Highly efficient cell-type-specific gene inactivation reveals a key function for the Drosophila FUS homolog cabeza in neurons.

Abstract

To expand the rich genetic toolkit of Drosophila melanogaster, we evaluated whether introducing FRT or LoxP sites in endogenous genes could allow for cell-type-specific gene inactivation in both dividing and postmitotic cells by GAL4-driven expression of FLP or Cre recombinase. For proof of principle, conditional alleles were generated for cabeza (caz), the Drosophila homolog of human FUS, a gene implicated in the neurodegenerative disorders amyotrophic lateral sclerosis (ALS) and frontotemporal dementia (FTD). Upon selective expression in neurons or muscle, both FLP and Cre mediated caz inactivation in all neurons or muscle cells, respectively. Neuron-selective caz inactivation resulted in failure of pharate adult flies to eclose from the pupal case, and adult escapers displayed motor performance defects and reduced life span.

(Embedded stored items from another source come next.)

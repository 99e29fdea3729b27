//! Optional compression of packed buffers.

use std::fmt;

/// Error produced when a compressed buffer cannot be restored.
#[derive(Debug, Clone, Copy, PartialEq, Eq)]
pub enum DecompressError {
    /// The compressed payload is malformed or truncated.
    Corrupt,
    /// The restored buffer did not match the recorded raw length.
    SizeMismatch {
        /// Raw length recorded at pack time.
        expected: usize,
        /// Length actually produced.
        actual: usize,
    },
}

impl fmt::Display for DecompressError {
    fn fmt(&self, f: &mut fmt::Formatter<'_>) -> fmt::Result {
        match self {
            Self::Corrupt => write!(f, "compressed buffer is corrupt"),
            Self::SizeMismatch { expected, actual } => {
                write!(f, "decompressed {actual} bytes, expected {expected}")
            }
        }
    }
}

impl std::error::Error for DecompressError {}

/// Compression applied independently to packed vertex and index buffers.
///
/// Compression is best-effort: [`compress`](Self::compress) may decline,
/// in which case the caller stores the buffer verbatim and signals "not
/// compressed" by recording equal packed and unpacked sizes.
pub trait BufferCompressor: Send + Sync {
    /// Compresses `data`, or returns `None` to decline (input too small
    /// or no size gain).
    fn compress(&self, data: &[u8]) -> Option<Vec<u8>>;

    /// Restores a buffer compressed by this compressor. `raw_len` is the
    /// uncompressed length recorded at pack time.
    fn decompress(&self, data: &[u8], raw_len: usize) -> Result<Vec<u8>, DecompressError>;
}

/// [`BufferCompressor`] using LZ4 block encoding.
#[derive(Debug, Clone, Copy)]
pub struct Lz4Compressor {
    /// Buffers below this size are stored raw; the block header plus
    /// dictionary warm-up costs more than it saves on tiny inputs.
    pub min_size: usize,
}

impl Default for Lz4Compressor {
    fn default() -> Self {
        Self { min_size: 64 }
    }
}

impl BufferCompressor for Lz4Compressor {
    fn compress(&self, data: &[u8]) -> Option<Vec<u8>> {
        if data.len() < self.min_size {
            return None;
        }
        let compressed = lz4_flex::compress(data);
        if compressed.len() >= data.len() {
            return None;
        }
        Some(compressed)
    }

    fn decompress(&self, data: &[u8], raw_len: usize) -> Result<Vec<u8>, DecompressError> {
        let out = lz4_flex::decompress(data, raw_len).map_err(|_| DecompressError::Corrupt)?;
        if out.len() != raw_len {
            return Err(DecompressError::SizeMismatch {
                expected: raw_len,
                actual: out.len(),
            });
        }
        Ok(out)
    }
}
use super::cancellation::{CancellationToken, Cancelled};

/// Cancellation query and progress reporting for long-running work.
///
/// Pipeline stages poll [`is_cancelled`](Self::is_cancelled) at stage
/// boundaries (never inside tight per-vertex loops) and report coarse
/// `(current, total, label)` progress as stages advance. Both calls are
/// non-blocking; implementations must tolerate calls from multiple
/// worker threads at once.
pub trait ProgressTracker: Sync {
    /// Returns whether the current operation has been cancelled.
    fn is_cancelled(&self) -> bool;

    /// Reports coarse progress. `current` is in `0..=total`.
    fn report(&self, current: u32, total: u32, label: &str);

    /// Checkpoint helper: `Err(Cancelled)` once cancellation is observed.
    ///
    /// Intended for use with `?` in stage functions.
    fn checkpoint(&self) -> Result<(), Cancelled> {
        if self.is_cancelled() {
            Err(Cancelled)
        } else {
            Ok(())
        }
    }
}

/// Tracker that never cancels and discards progress reports.
#[derive(Debug, Default, Clone, Copy)]
pub struct NullProgress;

impl ProgressTracker for NullProgress {
    fn is_cancelled(&self) -> bool {
        false
    }

    fn report(&self, _current: u32, _total: u32, _label: &str) {}
}

/// Tracker backed by a [`CancellationToken`], logging progress at debug level.
#[derive(Clone)]
pub struct TokenProgress {
    token: CancellationToken,
}

impl TokenProgress {
    /// Creates a tracker observing the given token.
    pub fn new(token: CancellationToken) -> Self {
        Self { token }
    }

    /// Returns the underlying token.
    pub fn token(&self) -> &CancellationToken {
        &self.token
    }
}

impl ProgressTracker for TokenProgress {
    fn is_cancelled(&self) -> bool {
        self.token.is_cancelled()
    }

    fn report(&self, current: u32, total: u32, label: &str) {
        log::debug!("[{current}/{total}] {label}");
    }
}
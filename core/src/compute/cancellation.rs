use std::sync::atomic::{AtomicBool, Ordering};
use std::sync::Arc;

/// Error returned when a task observes cancellation at a checkpoint.
///
/// Pipeline stages propagate it with `?` to unwind to the caller at the
/// next checkpoint. It carries no payload: cancellation discards all
/// work for the current attempt.
#[derive(Debug, Clone, Copy, PartialEq, Eq)]
pub struct Cancelled;

impl std::fmt::Display for Cancelled {
    fn fmt(&self, f: &mut std::fmt::Formatter<'_>) -> std::fmt::Result {
        f.write_str("task cancelled")
    }
}

impl std::error::Error for Cancelled {}

/// Token that signals cancellation to cooperative tasks.
///
/// Cloning a token creates another handle to the same cancellation flag.
/// Calling [`cancel()`](CancellationToken::cancel) on any clone affects all.
#[derive(Clone)]
pub struct CancellationToken {
    flag: Arc<AtomicBool>,
}

impl CancellationToken {
    /// Creates a new cancellation token (not cancelled).
    pub fn new() -> Self {
        Self {
            flag: Arc::new(AtomicBool::new(false)),
        }
    }

    /// Signals cancellation.
    pub fn cancel(&self) {
        self.flag.store(true, Ordering::Release);
    }

    /// Returns whether cancellation has been signalled.
    pub fn is_cancelled(&self) -> bool {
        self.flag.load(Ordering::Acquire)
    }
}

impl Default for CancellationToken {
    fn default() -> Self {
        Self::new()
    }
}
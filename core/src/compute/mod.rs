//! Cooperative compute primitives.
//!
//! This module provides the building blocks used by long-running
//! pipeline work:
//!
//! - [`CancellationToken`] — clone-shared cancellation flag
//! - [`Cancelled`] — error returned when work stops at a checkpoint
//! - [`TaskPool`] — scoped fork/join task pool
//! - [`ProgressTracker`] — cancellation query + progress reporting

mod cancellation;
mod progress;
mod task_pool;

pub use cancellation::{CancellationToken, Cancelled};
pub use progress::{NullProgress, ProgressTracker, TokenProgress};
pub use task_pool::{Scope, TaskPool};
//! The cook orchestrator: source mesh in, packed mesh out.
//!
//! A linear stage sequence with a cancellation checkpoint at every
//! boundary: extract, normal generation, tangent generation, UV
//! generation (placeholder), build-chunk routing, packing, material
//! export, chunk export, assembly. Cancellation anywhere discards the
//! whole cook; there is no partial result.

use meshforge_core::compute::{Cancelled, ProgressTracker, TaskPool};
use meshforge_core::math::{Aabb, Vec3};

use crate::build::BuildChunkRegistry;
use crate::config::{CookAlgorithms, CookSettings, MeshDataRecalculationMode};
use crate::format::MeshVertexFormat;
use crate::import::{ImportChunk, ImportChunkRegistry};
use crate::mask::RenderMask;
use crate::stream::{MeshStreamKind, VertexStream};

/// Face topology of a source geometry group.
#[derive(Debug, Clone, Copy, PartialEq, Eq)]
pub enum SourceTopology {
    /// Three vertices per face.
    Triangles,
    /// Four vertices per face, split into two triangles while packing.
    Quads,
}

/// One geometry group handed over by the importer.
#[derive(Debug, Clone)]
pub struct SourceChunk {
    /// Index into the source mesh's material table.
    pub material_index: u32,
    /// Render passes the geometry participates in.
    pub render_mask: RenderMask,
    /// Detail/LOD mask.
    pub detail_mask: u32,
    /// Face topology.
    pub topology: SourceTopology,
    /// Number of face vertices.
    pub vertex_count: u32,
    /// Number of faces.
    pub face_count: u32,
    /// Per-vertex attribute streams.
    pub streams: Vec<VertexStream>,
    /// Bounding box; recomputed from positions when empty.
    pub bounds: Aabb,
}

/// One texture binding of a source material.
#[derive(Debug, Clone, PartialEq, Eq)]
pub struct MaterialBinding {
    /// Material parameter name.
    pub name: String,
    /// Bound texture path.
    pub texture: String,
}

/// A source material: a name plus its texture bindings, carried through
/// the cook untouched.
#[derive(Debug, Clone)]
pub struct SourceMaterial {
    /// Material name.
    pub name: String,
    /// Texture bindings.
    pub bindings: Vec<MaterialBinding>,
}

/// The full importer hand-off: geometry groups plus the material table
/// their `material_index` fields point into.
#[derive(Debug, Clone, Default)]
pub struct SourceMesh {
    /// Geometry groups.
    pub chunks: Vec<SourceChunk>,
    /// Material table.
    pub materials: Vec<SourceMaterial>,
}

/// An exported material, pass-through from the source.
#[derive(Debug, Clone)]
pub struct CookedMaterial {
    /// Material name.
    pub name: String,
    /// Texture bindings.
    pub bindings: Vec<MaterialBinding>,
}

/// One packed buffer pair ready for the mesh-asset serializer.
#[derive(Debug, Clone)]
pub struct CookedChunk {
    /// Render passes of the chunk.
    pub render_mask: RenderMask,
    /// Detail/LOD mask.
    pub detail_mask: u32,
    /// Index into [`CookedMesh::materials`].
    pub material_index: u32,
    /// Output vertex layout.
    pub vertex_format: MeshVertexFormat,
    /// Vertex count after deduplication.
    pub vertex_count: u32,
    /// Index count (always a multiple of 3).
    pub index_count: u32,
    /// Vertex data, compressed unless sizes match.
    pub packed_vertex_data: Vec<u8>,
    /// Index data, compressed unless sizes match.
    pub packed_index_data: Vec<u8>,
    /// Raw vertex buffer size in bytes.
    pub unpacked_vertex_size: u32,
    /// Raw index buffer size in bytes.
    pub unpacked_index_size: u32,
    /// Quantization translation, zero for unquantized formats.
    pub quantization_offset: Vec3,
    /// Quantization scale, one for unquantized formats.
    pub quantization_scale: Vec3,
}

/// Counters accumulated across one cook.
#[derive(Debug, Clone, Copy, Default, PartialEq, Eq)]
pub struct CookStats {
    /// Geometry groups in the source mesh.
    pub source_chunks: u32,
    /// Build chunks produced by routing.
    pub build_chunks: u32,
    /// Source chunks dropped by routing (non-renderable masks).
    pub skipped_chunks: u32,
}

/// The final cooked mesh.
#[derive(Debug, Clone)]
pub struct CookedMesh {
    /// Merged bounding box of all accepted geometry.
    pub bounds: Aabb,
    /// Exported materials.
    pub materials: Vec<CookedMaterial>,
    /// Packed chunks, one per build chunk.
    pub chunks: Vec<CookedChunk>,
    /// Cook counters.
    pub stats: CookStats,
}

const STAGE_COUNT: u32 = 9;

fn stage(progress: &dyn ProgressTracker, current: u32, label: &str) -> Result<(), Cancelled> {
    progress.checkpoint()?;
    progress.report(current, STAGE_COUNT, label);
    Ok(())
}

/// Cooks a source mesh into packed, GPU-ready chunks.
///
/// Returns `None` when the cook is cancelled; an empty source mesh is
/// not a failure and cooks to an empty output with fallback bounds.
pub fn cook_mesh(
    source: &SourceMesh,
    settings: &CookSettings,
    algorithms: &CookAlgorithms,
    pool: &TaskPool,
    progress: &dyn ProgressTracker,
) -> Option<CookedMesh> {
    match cook_mesh_inner(source, settings, algorithms, pool, progress) {
        Ok(mesh) => Some(mesh),
        Err(Cancelled) => {
            log::info!("mesh cook cancelled");
            None
        }
    }
}

fn cook_mesh_inner(
    source: &SourceMesh,
    settings: &CookSettings,
    algorithms: &CookAlgorithms,
    pool: &TaskPool,
    progress: &dyn ProgressTracker,
) -> Result<CookedMesh, Cancelled> {
    stage(progress, 1, "extracting import chunks")?;
    let mut import = ImportChunkRegistry::from_source(&source.chunks);

    stage(progress, 2, "generating normals")?;
    generate_normals(&mut import, settings, pool);

    stage(progress, 3, "generating tangent space")?;
    generate_tangents(&mut import, settings, algorithms, pool);

    // UV generation slot; no generator exists yet
    stage(progress, 4, "generating uvs")?;

    stage(progress, 5, "routing build chunks")?;
    let mut builds = BuildChunkRegistry::new();
    let mut skipped = 0u32;
    for (chunk_index, chunk) in import.chunks.iter().enumerate() {
        let format = select_vertex_format(chunk);
        match builds.find_build_chunk(
            format,
            chunk.material_index,
            chunk.render_mask,
            chunk.detail_mask,
        ) {
            Some(build) => build.add_chunk(chunk_index, chunk),
            None => {
                skipped += 1;
                log::debug!(
                    "skipping non-renderable source chunk (material {})",
                    chunk.material_index
                );
            }
        }
    }
    log::debug!(
        "routed {} import chunks into {} build chunks ({} skipped)",
        import.chunks.len(),
        builds.chunks().len(),
        skipped
    );

    stage(progress, 6, "packing chunks")?;
    builds.pack_all(&import, settings, algorithms, pool, progress)?;

    stage(progress, 7, "exporting materials")?;
    let materials = source
        .materials
        .iter()
        .map(|m| CookedMaterial {
            name: m.name.clone(),
            bindings: m.bindings.clone(),
        })
        .collect();

    stage(progress, 8, "exporting chunks")?;
    let mut chunks = Vec::with_capacity(builds.chunks().len());
    for build in builds.chunks() {
        let (Some(vertex_count), Some(index_count)) =
            (build.final_vertex_count, build.final_index_count)
        else {
            continue;
        };
        let (quantization_offset, quantization_scale) = match &build.quantization {
            Some(q) => (q.offset(), q.scale()),
            None => (Vec3::zeros(), Vec3::new(1.0, 1.0, 1.0)),
        };
        chunks.push(CookedChunk {
            render_mask: build.render_mask,
            detail_mask: build.detail_mask,
            material_index: build.material_index,
            vertex_format: build.format,
            vertex_count,
            index_count,
            packed_vertex_data: build.packed_vertex_data.clone(),
            packed_index_data: build.packed_index_data.clone(),
            unpacked_vertex_size: build.unpacked_vertex_size,
            unpacked_index_size: build.unpacked_index_size,
            quantization_offset,
            quantization_scale,
        });
    }

    stage(progress, 9, "assembling mesh")?;
    let bounds = if import.bounds.is_empty() {
        Aabb::from_center_extent(Vec3::zeros(), 1.0)
    } else {
        import.bounds
    };
    Ok(CookedMesh {
        bounds,
        materials,
        chunks,
        stats: CookStats {
            source_chunks: source.chunks.len() as u32,
            build_chunks: builds.chunks().len() as u32,
            skipped_chunks: skipped,
        },
    })
}

/// Output layout policy. Fixed to the quantized static layout for now;
/// skinned and extended layouts route through the same machinery once a
/// selection policy exists.
fn select_vertex_format(_chunk: &ImportChunk) -> MeshVertexFormat {
    MeshVertexFormat::Static
}

fn generate_normals(import: &mut ImportChunkRegistry, settings: &CookSettings, pool: &TaskPool) {
    if settings.normal_recalculation == MeshDataRecalculationMode::Remove {
        for chunk in &mut import.chunks {
            chunk.remove_normals();
        }
        return;
    }

    // smooth modes fall back to flat generation, see NormalComputationMode
    let targets: Vec<&mut ImportChunk> = import
        .chunks
        .iter_mut()
        .filter(|chunk| match settings.normal_recalculation {
            MeshDataRecalculationMode::Never => false,
            MeshDataRecalculationMode::WhenMissing => !chunk.has_normals(),
            MeshDataRecalculationMode::Always => true,
            MeshDataRecalculationMode::Remove => false,
        })
        .collect();
    pool.for_each(targets, |chunk| {
        chunk.compute_flat_normals();
    });

    if settings.flip_normals {
        let all: Vec<&mut ImportChunk> = import.chunks.iter_mut().collect();
        pool.for_each(all, |chunk| {
            chunk.flip_stream(MeshStreamKind::Normal);
        });
    }
}

fn generate_tangents(
    import: &mut ImportChunkRegistry,
    settings: &CookSettings,
    algorithms: &CookAlgorithms,
    pool: &TaskPool,
) {
    if settings.tangents_recalculation == MeshDataRecalculationMode::Remove {
        for chunk in &mut import.chunks {
            chunk.remove_tangent_space();
        }
        return;
    }

    let generator = algorithms.tangents.as_ref();
    let threshold = settings.tangents_angular_threshold;
    let targets: Vec<&mut ImportChunk> = import
        .chunks
        .iter_mut()
        .filter(|chunk| match settings.tangents_recalculation {
            MeshDataRecalculationMode::Never => false,
            MeshDataRecalculationMode::WhenMissing => !chunk.has_tangents(),
            MeshDataRecalculationMode::Always => true,
            MeshDataRecalculationMode::Remove => false,
        })
        .collect();
    pool.for_each(targets, |chunk| {
        chunk.compute_tangent_space(generator, threshold);
    });

    if settings.flip_tangent {
        let all: Vec<&mut ImportChunk> = import.chunks.iter_mut().collect();
        pool.for_each(all, |chunk| {
            chunk.flip_stream(MeshStreamKind::Tangent);
        });
    }
    if settings.flip_bitangent {
        let all: Vec<&mut ImportChunk> = import.chunks.iter_mut().collect();
        pool.for_each(all, |chunk| {
            chunk.flip_stream(MeshStreamKind::Binormal);
        });
    }
}

#[cfg(test)]
mod tests {
    use super::*;

    #[test]
    fn empty_source_cooks_to_empty_output_with_fallback_bounds() {
        let source = SourceMesh::default();
        let cooked = cook_mesh(
            &source,
            &CookSettings::default(),
            &CookAlgorithms::default(),
            &TaskPool::new(2),
            &meshforge_core::compute::NullProgress,
        )
        .expect("not cancelled");

        assert!(cooked.chunks.is_empty());
        assert!(cooked.materials.is_empty());
        assert_eq!(cooked.stats, CookStats::default());
        assert!(!cooked.bounds.is_empty());
        assert!(cooked.bounds.contains_point(Vec3::zeros()));
    }
}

Due to Cre-toxicity, FLP/FRT is the preferred system for cell-type-specific gene inactivation, and this strategy outperforms RNAi-mediated knock-down. Furthermore, the GAL80 target system allowed for temporal control over gene inactivation, as induction of FLP expression from the adult stage onwards still inactivated caz in >99% of neurons. Remarkably, selective caz inactivation in adult neurons did not affect motor performance and life span, indicating that neuronal caz is required during development, but not for maintenance of adult neuronal function.